05.10.12 Written by Burnsy

Last year, Disney hired screenwriter and actor Tom McCarthy to write the script for a film based on the strange but inspiring story of two Indian men who won contracts to pitch for the Pittsburgh Pirates on a reality TV show. And the choice seems great because McCarthy wrote Up and if that movie didn’t make you turn into a human sprinkler system, then you might be a robot.

As for this new project, Million Dollar Arm tells the story of Rinku Singh and Dinesh Patel, who were discovered through agent J.B. Bernstein’s crazy TV competition idea to turn Indian cricket players into Major league Baseball pitchers, with the winners receiving $1 million contracts with the Pirates. Playing Bernstein, who looks like this, is Jon Hamm in his first leading role.

Bernstein repped top talent, but was burnt out and disillusioned until he watched the cricket game on late night TV and noticed how similar the game’s throwing motion was to that of baseball pitchers. He headed to India and wound up hatching the reality show Million Dollar Arm and auditioning 40,000 hopefuls. He brought back the two 19-year old finalists to the U.S., but it wasn’t as simple as signing with a ball club and heading to the minor leagues. (Via Deadline)

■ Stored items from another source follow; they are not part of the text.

pub mod canvas;
pub mod text;
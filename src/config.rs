//! Process configuration read from environment variables.
//!
//! Numeric values that do not parse are a configuration error. Zero falls back to the default.

use std::{path::PathBuf, sync::Arc, time::Duration};

use config::{Config, Environment, Map};
use serde::Deserialize;

use crate::{
    assets::store::DirAssetResolver,
    foundation::error::{CarouselError, CarouselResult},
    generate::{
        openai::DEFAULT_IMAGE_MODEL,
        provider::{ProviderCredentials, ProviderEndpoints},
        router::ProviderRouter,
    },
    jobs::{
        orchestrator::{Orchestrator, OrchestratorOpts},
        poll::PollOpts,
        registry::InMemoryJobRegistry,
        worker::StudioWorker,
    },
    render::raster::Rasterizer,
    storage::LocalDirStore,
};

#[derive(Clone, Debug, PartialEq, Eq)]
pub struct StudioConfig {
    pub credentials: ProviderCredentials,
    pub endpoints: ProviderEndpoints,
    pub output_dir: PathBuf,
    pub assets_dir: PathBuf,
    /// URL prefix under which `output_dir` is served.
    pub public_prefix: String,
    pub job_retention: Duration,
    pub poll: PollOpts,
    pub openai_image_model: String,
}

impl Default for StudioConfig {
    fn default() -> Self {
        Self {
            credentials: ProviderCredentials::default(),
            endpoints: ProviderEndpoints::default(),
            output_dir: PathBuf::from("output"),
            assets_dir: PathBuf::from("assets"),
            public_prefix: "/output".to_string(),
            job_retention: OrchestratorOpts::default().retention,
            poll: PollOpts::default(),
            openai_image_model: DEFAULT_IMAGE_MODEL.to_string(),
        }
    }
}

impl StudioConfig {
    /// Load from the process environment.
    pub fn from_env() -> CarouselResult<Self> {
        Self::load(Environment::default())
    }

    /// Load from an explicit set of variables instead of the process environment.
    pub fn from_vars<I, K, V>(vars: I) -> CarouselResult<Self>
    where
        I: IntoIterator<Item = (K, V)>,
        K: Into<String>,
        V: Into<String>,
    {
        let map: Map<String, String> = vars
            .into_iter()
            .map(|(k, v)| (k.into(), v.into()))
            .collect();
        Self::load(Environment::default().source(Some(map)))
    }

    fn load(env: Environment) -> CarouselResult<Self> {
        let raw: RawSettings = Config::builder()
            .add_source(env.ignore_empty(true))
            .build()
            .and_then(|config| config.try_deserialize::<RawSettings>())
            .map_err(|e| CarouselError::validation(format!("configuration: {e}")))?;
        Ok(Self::from_raw(raw))
    }

    fn from_raw(raw: RawSettings) -> Self {
        let defaults = Self::default();
        let secs = |value: Option<u64>, default: Duration| {
            value
                .filter(|&n| n > 0)
                .map_or(default, Duration::from_secs)
        };

        let credentials = ProviderCredentials {
            openai: non_blank(raw.openai_api_key),
            anthropic: non_blank(raw.anthropic_api_key),
            gemini: non_blank(raw.gemini_api_key).or_else(|| non_blank(raw.google_api_key)),
            fal: non_blank(raw.fal_api_key).or_else(|| non_blank(raw.fal_key)),
        };
        let poll = PollOpts {
            interval: secs(raw.carousel_poll_interval_secs, defaults.poll.interval),
            timeout: secs(raw.carousel_poll_timeout_secs, defaults.poll.timeout),
            max_consecutive_failures: raw
                .carousel_poll_max_failures
                .filter(|&n| n > 0)
                .unwrap_or(defaults.poll.max_consecutive_failures),
        };

        Self {
            credentials,
            endpoints: defaults.endpoints,
            output_dir: non_blank(raw.carousel_output_dir).map_or(defaults.output_dir, PathBuf::from),
            assets_dir: non_blank(raw.carousel_assets_dir).map_or(defaults.assets_dir, PathBuf::from),
            public_prefix: non_blank(raw.carousel_public_prefix).unwrap_or(defaults.public_prefix),
            job_retention: secs(raw.carousel_job_retention_secs, defaults.job_retention),
            poll,
            openai_image_model: non_blank(raw.openai_image_model)
                .unwrap_or(defaults.openai_image_model),
        }
    }

    pub fn router(&self) -> CarouselResult<ProviderRouter> {
        ProviderRouter::new(
            self.credentials.clone(),
            &self.endpoints,
            &self.openai_image_model,
            self.poll,
        )
    }

    /// Wire providers, assets, storage and an in-memory registry into a ready orchestrator.
    pub fn orchestrator(&self, raster: Rasterizer) -> CarouselResult<Orchestrator> {
        let router = self.router()?;
        tracing::info!(providers = ?router.available(), "providers configured");
        let worker = StudioWorker::new(
            Arc::new(router),
            Arc::new(DirAssetResolver::new(&self.assets_dir)),
            Arc::new(LocalDirStore::new(&self.output_dir, &self.public_prefix)),
            raster,
        );
        Ok(Orchestrator::new(
            Arc::new(InMemoryJobRegistry::new()),
            Arc::new(worker),
            OrchestratorOpts {
                retention: self.job_retention,
            },
        ))
    }
}

/// Variables as the `config` environment source reports them: lowercased, unnested.
#[derive(Debug, Default, Deserialize)]
#[serde(default)]
struct RawSettings {
    openai_api_key: Option<String>,
    anthropic_api_key: Option<String>,
    gemini_api_key: Option<String>,
    google_api_key: Option<String>,
    fal_api_key: Option<String>,
    fal_key: Option<String>,
    carousel_output_dir: Option<String>,
    carousel_assets_dir: Option<String>,
    carousel_public_prefix: Option<String>,
    carousel_job_retention_secs: Option<u64>,
    carousel_poll_interval_secs: Option<u64>,
    carousel_poll_timeout_secs: Option<u64>,
    carousel_poll_max_failures: Option<u32>,
    openai_image_model: Option<String>,
}

fn non_blank(value: Option<String>) -> Option<String> {
    value
        .map(|v| v.trim().to_string())
        .filter(|v| !v.is_empty())
}

#[cfg(test)]
#[path = "../tests/unit/config.rs"]
mod tests;
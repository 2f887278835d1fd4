//! Carousel outlines: slide descriptors written by people or a text model, and the markdown
//! content-ideas catalog each brand keeps.

use serde::{Deserialize, Serialize};

use crate::model::{
    brand::Brand,
    slide::{PhotoSlide, SlideCopy, SlideSpec, TextSlide, lenient},
};

keyword_enum! {
    /// Which generated slide type an outline entry becomes.
    pub enum OutlineKind {
        Text => "text",
        Photo => "photo",
    }
    default = Text;
}

/// One slide of an outline, before it is turned into a [`SlideSpec`].
#[derive(Clone, Debug, Default, PartialEq, Serialize, Deserialize)]
#[serde(rename_all = "camelCase", default)]
pub struct OutlineSlide {
    #[serde(deserialize_with = "lenient::count")]
    pub number: u32,
    /// Role in the carousel, e.g. "Hook" or "CTA".
    pub label: String,
    #[serde(rename = "type")]
    pub kind: OutlineKind,
    pub micro_label: String,
    pub headline: String,
    pub body: String,
    #[serde(skip_serializing_if = "Option::is_none")]
    pub highlight: Option<String>,
    #[serde(skip_serializing_if = "Option::is_none")]
    pub citation: Option<String>,
    #[serde(skip_serializing_if = "Option::is_none")]
    pub sport: Option<String>,
    #[serde(skip_serializing_if = "Option::is_none")]
    pub setting: Option<String>,
    #[serde(skip_serializing_if = "Option::is_none")]
    pub action: Option<String>,
    #[serde(skip_serializing_if = "Option::is_none")]
    pub mood: Option<String>,
}

fn non_blank(value: &Option<String>) -> Option<String> {
    value
        .as_deref()
        .map(str::trim)
        .filter(|v| !v.is_empty())
        .map(str::to_string)
}

impl OutlineSlide {
    /// Slide spec for this entry. A blank micro label takes the brand default.
    pub fn to_spec(&self, brand: &Brand) -> SlideSpec {
        let micro_label = match self.micro_label.trim() {
            "" => brand.default_micro_label.clone(),
            label => label.to_string(),
        };
        let copy = SlideCopy {
            micro_label,
            headline: self.headline.trim().to_string(),
            body: self.body.trim().to_string(),
            highlight_phrase: non_blank(&self.highlight),
        };
        match self.kind {
            OutlineKind::Photo => SlideSpec::Photo(PhotoSlide {
                copy,
                sport: non_blank(&self.sport),
                setting: non_blank(&self.setting),
                action: non_blank(&self.action),
                mood: non_blank(&self.mood),
                ..PhotoSlide::default()
            }),
            OutlineKind::Text => SlideSpec::Text(TextSlide {
                copy,
                citation: non_blank(&self.citation),
                ..TextSlide::default()
            }),
        }
    }
}

#[derive(Clone, Debug, Default, PartialEq, Serialize)]
pub struct ContentIdea {
    /// Dotted number from the heading, e.g. "1.2".
    pub id: String,
    pub title: String,
    pub sources: Vec<String>,
    pub slides: Vec<OutlineSlide>,
}

#[derive(Clone, Debug, Default, PartialEq, Serialize)]
pub struct IdeaCategory {
    pub name: String,
    pub ideas: Vec<ContentIdea>,
}

/// A brand's parsed `content-ideas.md`.
#[derive(Clone, Debug, Default, PartialEq, Serialize)]
pub struct ContentIdeas {
    pub id: String,
    pub name: String,
    pub categories: Vec<IdeaCategory>,
}

impl ContentIdeas {
    /// Asset id of the catalog for `brand`.
    pub fn asset_id(brand: &Brand) -> String {
        format!("brands/{}/content-ideas.md", brand.id)
    }

    pub fn parse(markdown: &str, brand: &Brand) -> Self {
        Self {
            id: brand.id.clone(),
            name: brand.name.clone(),
            categories: parse_content_ideas(markdown),
        }
    }
}

/// Parse the catalog markdown.
///
/// ```text
/// ## Category 1: Mental Toughness
/// ### 1.1 — "Pressure is a privilege"
/// **Sources:** Jones 2002, Gucciardi 2009
/// **Slide 1** — Hook (photo)
/// - Micro-label: MINDSET
/// - Headline: Pressure is a privilege
/// ---
/// ```
///
/// A slide's fields run until the next slide, a `---` rule or a `##` heading. Ideas without
/// slides and categories without ideas are dropped, as are malformed headings and everything
/// before the first category.
pub fn parse_content_ideas(markdown: &str) -> Vec<IdeaCategory> {
    let mut parser = IdeasParser::default();
    for line in markdown.lines() {
        parser.line(line.trim_end());
    }
    parser.finish()
}

/// Where the scanner is: `None` at a level means lines there are skipped.
#[derive(Default)]
struct IdeasParser {
    done: Vec<IdeaCategory>,
    category: Option<IdeaCategory>,
    idea: Option<ContentIdea>,
    slide: Option<OutlineSlide>,
}

impl IdeasParser {
    fn line(&mut self, line: &str) {
        if let Some(rest) = line.strip_prefix("## Category ") {
            self.close_category();
            self.category = category_name(rest).map(|name| IdeaCategory {
                name,
                ideas: Vec::new(),
            });
        } else if let Some(rest) = line.strip_prefix("### ")
            && idea_number(rest).is_some()
        {
            self.close_idea();
            self.idea = self.category.as_ref().and_then(|_| idea_heading(rest));
        } else if line.starts_with("##") {
            self.close_slide();
        } else if let Some(rest) = line.strip_prefix("**Sources:** ") {
            if let Some(idea) = self.idea.as_mut().filter(|i| i.sources.is_empty()) {
                idea.sources = rest
                    .split(',')
                    .map(str::trim)
                    .map(str::to_string)
                    .collect();
            }
        } else if let Some(rest) = line.trim_start().strip_prefix("**Slide ") {
            self.close_slide();
            if self.idea.is_some() {
                self.slide = slide_heading(rest);
            }
        } else if line.starts_with("---") {
            self.close_slide();
        } else if let Some(slide) = self.slide.as_mut() {
            apply_field(slide, line);
        }
    }

    fn close_slide(&mut self) {
        if let (Some(slide), Some(idea)) = (self.slide.take(), self.idea.as_mut()) {
            idea.slides.push(slide);
        }
    }

    fn close_idea(&mut self) {
        self.close_slide();
        if let Some(idea) = self.idea.take().filter(|i| !i.slides.is_empty())
            && let Some(category) = self.category.as_mut()
        {
            category.ideas.push(idea);
        }
    }

    fn close_category(&mut self) {
        self.close_idea();
        if let Some(category) = self.category.take().filter(|c| !c.ideas.is_empty()) {
            self.done.push(category);
        }
    }

    fn finish(mut self) -> Vec<IdeaCategory> {
        self.close_category();
        self.done
    }
}

/// `"3: Recovery"` → `"Recovery"`.
fn category_name(rest: &str) -> Option<String> {
    let (number, name) = rest.split_once(": ")?;
    if number.is_empty() || !number.chars().all(|c| c.is_ascii_digit()) {
        return None;
    }
    let name = name.trim();
    (!name.is_empty()).then(|| name.to_string())
}

/// Leading `N.M` of an idea heading.
fn idea_number(rest: &str) -> Option<&str> {
    let digits = |s: &str| s.find(|c: char| !c.is_ascii_digit()).unwrap_or(s.len());
    let major = digits(rest);
    if major == 0 || rest.as_bytes().get(major) != Some(&b'.') {
        return None;
    }
    let minor = digits(&rest[major + 1..]);
    (minor > 0).then(|| &rest[..major + 1 + minor])
}

/// `1.2 — "Title"`.
fn idea_heading(rest: &str) -> Option<ContentIdea> {
    let id = idea_number(rest)?;
    let title = rest[id.len()..]
        .strip_prefix(" — \"")?
        .strip_suffix('"')
        .filter(|t| !t.is_empty())?;
    Some(ContentIdea {
        id: id.to_string(),
        title: title.to_string(),
        ..ContentIdea::default()
    })
}

/// `3** — Label (type)`, the part after `**Slide `.
fn slide_heading(rest: &str) -> Option<OutlineSlide> {
    let (number, rest) = rest.split_once("** — ")?;
    let number = number.parse::<u32>().ok()?;
    let (label, kind) = rest.trim_end().strip_suffix(')')?.rsplit_once(" (")?;
    if label.is_empty() || kind.is_empty() || !kind.chars().all(|c| c.is_alphanumeric() || c == '_') {
        return None;
    }
    Some(OutlineSlide {
        number,
        label: label.to_string(),
        kind: OutlineKind::parse(kind),
        ..OutlineSlide::default()
    })
}

/// `- Headline: value` and the other recognized field lines. Anything else is ignored.
fn apply_field(slide: &mut OutlineSlide, line: &str) {
    let Some((field, value)) = line.strip_prefix("- ").and_then(|l| l.split_once(": ")) else {
        return;
    };
    if value.is_empty() {
        return;
    }
    let value = value.to_string();
    match field {
        "Micro-label" => slide.micro_label = value,
        "Headline" => slide.headline = value,
        "Body" => slide.body = value,
        "Highlight" => slide.highlight = Some(value),
        "Citation" => slide.citation = Some(value),
        _ => {}
    }
}

#[cfg(test)]
#[path = "../../tests/unit/model/outline.rs"]
mod tests;
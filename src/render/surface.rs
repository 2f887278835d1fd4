use std::io::Cursor;

use anyhow::Context;
use resvg::tiny_skia;

use crate::{
    assets::decode::unpremultiply_rgba8_in_place,
    foundation::{
        core::Rgba8Premul,
        error::{CarouselError, CarouselResult},
    },
};

/// Owned premultiplied RGBA8 bitmap, row-major, no padding.
#[derive(Clone, PartialEq, Eq)]
pub struct Surface {
    width: u32,
    height: u32,
    data: Vec<u8>,
}

impl std::fmt::Debug for Surface {
    fn fmt(&self, f: &mut std::fmt::Formatter<'_>) -> std::fmt::Result {
        f.debug_struct("Surface")
            .field("width", &self.width)
            .field("height", &self.height)
            .finish_non_exhaustive()
    }
}

fn byte_len(width: u32, height: u32) -> CarouselResult<usize> {
    if width == 0 || height == 0 {
        return Err(CarouselError::layout(format!(
            "surface dimensions must be non-zero, got {width}x{height}"
        )));
    }
    (width as usize)
        .checked_mul(height as usize)
        .and_then(|v| v.checked_mul(4))
        .ok_or_else(|| CarouselError::layout("surface size overflow"))
}

impl Surface {
    /// Fully transparent surface.
    pub fn new(width: u32, height: u32) -> CarouselResult<Self> {
        let len = byte_len(width, height)?;
        Ok(Self {
            width,
            height,
            data: vec![0; len],
        })
    }

    pub fn filled(width: u32, height: u32, color: Rgba8Premul) -> CarouselResult<Self> {
        let len = byte_len(width, height)?;
        Ok(Self {
            width,
            height,
            data: color.to_array().repeat(len / 4),
        })
    }

    pub fn from_premul(width: u32, height: u32, data: Vec<u8>) -> CarouselResult<Self> {
        let len = byte_len(width, height)?;
        if data.len() != len {
            return Err(CarouselError::layout(format!(
                "surface buffer has {} bytes, expected {len}",
                data.len()
            )));
        }
        Ok(Self {
            width,
            height,
            data,
        })
    }

    pub fn width(&self) -> u32 {
        self.width
    }

    pub fn height(&self) -> u32 {
        self.height
    }

    pub fn data(&self) -> &[u8] {
        &self.data
    }

    pub fn data_mut(&mut self) -> &mut [u8] {
        &mut self.data
    }

    pub fn pixel(&self, x: u32, y: u32) -> Option<[u8; 4]> {
        if x >= self.width || y >= self.height {
            return None;
        }
        let i = ((y as usize) * (self.width as usize) + x as usize) * 4;
        Some([
            self.data[i],
            self.data[i + 1],
            self.data[i + 2],
            self.data[i + 3],
        ])
    }

    /// Resample to exactly `width`x`height`.
    ///
    /// Filtering runs on premultiplied values so transparent edges do not bleed color.
    pub fn resized(&self, width: u32, height: u32) -> CarouselResult<Self> {
        byte_len(width, height)?;
        if width == self.width && height == self.height {
            return Ok(self.clone());
        }
        let buf = self.as_image_buffer()?;
        let out = image::imageops::resize(&buf, width, height, image::imageops::FilterType::Triangle);
        Self::from_premul(width, height, out.into_raw())
    }

    pub fn cropped(&self, x: u32, y: u32, width: u32, height: u32) -> CarouselResult<Self> {
        byte_len(width, height)?;
        if x.saturating_add(width) > self.width || y.saturating_add(height) > self.height {
            return Err(CarouselError::layout(format!(
                "crop {width}x{height}+{x}+{y} exceeds {}x{}",
                self.width, self.height
            )));
        }
        let buf = self.as_image_buffer()?;
        let out = image::imageops::crop_imm(&buf, x, y, width, height).to_image();
        Self::from_premul(width, height, out.into_raw())
    }

    /// Scale to cover `width`x`height`, then center-crop.
    pub fn cover(&self, width: u32, height: u32) -> CarouselResult<Self> {
        byte_len(width, height)?;
        let scale = f64::max(
            f64::from(width) / f64::from(self.width),
            f64::from(height) / f64::from(self.height),
        );
        let sw = ((f64::from(self.width) * scale).ceil() as u32).max(width);
        let sh = ((f64::from(self.height) * scale).ceil() as u32).max(height);
        let scaled = self.resized(sw, sh)?;
        scaled.cropped((sw - width) / 2, (sh - height) / 2, width, height)
    }

    /// Largest size with this surface's aspect ratio that fits in `max_w`x`max_h`.
    pub fn fit_within(&self, max_w: u32, max_h: u32) -> CarouselResult<Self> {
        byte_len(max_w, max_h)?;
        let scale = f64::min(
            f64::from(max_w) / f64::from(self.width),
            f64::from(max_h) / f64::from(self.height),
        );
        let w = ((f64::from(self.width) * scale).round() as u32).clamp(1, max_w);
        let h = ((f64::from(self.height) * scale).round() as u32).clamp(1, max_h);
        self.resized(w, h)
    }

    pub fn encode_png(&self) -> CarouselResult<Vec<u8>> {
        let mut straight = self.data.clone();
        unpremultiply_rgba8_in_place(&mut straight);
        let img = image::RgbaImage::from_raw(self.width, self.height, straight)
            .ok_or_else(|| CarouselError::layout("surface buffer does not match its dimensions"))?;
        let mut buf = Vec::new();
        image::DynamicImage::ImageRgba8(img)
            .write_to(&mut Cursor::new(&mut buf), image::ImageFormat::Png)
            .context("encode png")?;
        Ok(buf)
    }

    pub(crate) fn from_pixmap(pixmap: tiny_skia::Pixmap) -> CarouselResult<Self> {
        let (w, h) = (pixmap.width(), pixmap.height());
        Self::from_premul(w, h, pixmap.take())
    }

    pub(crate) fn to_pixmap(&self) -> CarouselResult<tiny_skia::Pixmap> {
        let size = tiny_skia::IntSize::from_wh(self.width, self.height)
            .ok_or_else(|| CarouselError::layout("invalid pixmap size"))?;
        tiny_skia::Pixmap::from_vec(self.data.clone(), size)
            .ok_or_else(|| CarouselError::layout("pixmap rejected surface buffer"))
    }

    fn as_image_buffer(&self) -> CarouselResult<image::RgbaImage> {
        image::RgbaImage::from_raw(self.width, self.height, self.data.clone())
            .ok_or_else(|| CarouselError::layout("surface buffer does not match its dimensions"))
    }
}

#[cfg(test)]
#[path = "../../tests/unit/render/surface.rs"]
mod tests;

Singh and Patel had never traveled anywhere before, so they had to get used to America before they could play. I assume that involved eating pizza for every meal and Google searching Kate Upton for 17 hours a day. They were also the first ever Indian-born professional baseball players, so they faced a lot of media attention. Fortunately, they signed with the Pirates so no one cared.

I won’t spoil their inspiring stories if you’re looking forward to this film, but remember how you already knew that the Oakland A’s didn’t win the World Series in Moneyball? This is way worse than that.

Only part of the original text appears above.